— Problem details —
Copy word for word, and only, the lines below from the one with "skin.set_headers_fg(Color::Blue);" through the last.

— Material shown —
++++++++++

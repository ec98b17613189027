//! Terminal rendering of markdown output
//!
//! Snapshot summaries and result messages are markdown. With color enabled
//! they go through termimad, which lays out the summary table; otherwise the
//! markdown is printed unchanged.

use anyhow::Result;
use termimad::{crossterm::style::Color, MadSkin};

/// Terminal renderer that can switch between rich and plain text output
pub struct TerminalRenderer {
    rich_enabled: bool,
    skin: MadSkin,
}

impl TerminalRenderer {
    /// Create a new terminal renderer
    pub fn new(rich_enabled: bool) -> Self {
        let mut skin = MadSkin::default();

        skin.set_headers_fg(Color::Blue);
        skin.bold.set_fg(Color::Yellow);
        skin.code_block.set_bg(Color::AnsiValue(238));
        skin.inline_code.set_bg(Color::AnsiValue(238));

        Self { rich_enabled, skin }
    }

    /// Render markdown text to terminal
    pub fn render(&self, markdown: &str) -> Result<()> {
        if !self.rich_enabled {
            print!("{markdown}");
            return Ok(());
        }

        // Headers keep their hash marks; everything between them is handed
        // to termimad as one block so tables are aligned as a whole.
        let mut block = String::new();
        for line in markdown.lines() {
            if line.starts_with('#') {
                self.flush(&mut block);
                println!("\x1b[34m{line}\x1b[0m");
            } else {
                block.push_str(line);
                block.push('\n');
            }
        }
        self.flush(&mut block);
        Ok(())
    }

    fn flush(&self, block: &mut String) {
        if !block.is_empty() {
            self.skin.print_text(block);
            block.clear();
        }
    }
}

impl Default for TerminalRenderer {
    fn default() -> Self {
        Self::new(true)
    }
}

++++++++++

— Output —
        skin.set_headers_fg(Color::Blue);
        skin.bold.set_fg(Color::Yellow);
        skin.code_block.set_bg(Color::AnsiValue(238));
        skin.inline_code.set_bg(Color::AnsiValue(238));

        Self { rich_enabled, skin }
    }

    /// Render markdown text to terminal
    pub fn render(&self, markdown: &str) -> Result<()> {
        if !self.rich_enabled {
            print!("{markdown}");
            return Ok(());
        }

        // Headers keep their hash marks; everything between them is handed
        // to termimad as one block so tables are aligned as a whole.
        let mut block = String::new();
        for line in markdown.lines() {
            if line.starts_with('#') {
                self.flush(&mut block);
                println!("\x1b[34m{line}\x1b[0m");
            } else {
                block.push_str(line);
                block.push('\n');
            }
        }
        self.flush(&mut block);
        Ok(())
    }

    fn flush(&self, block: &mut String) {
        if !block.is_empty() {
            self.skin.print_text(block);
            block.clear();
        }
    }
}

impl Default for TerminalRenderer {
    fn default() -> Self {
        Self::new(true)
    }
}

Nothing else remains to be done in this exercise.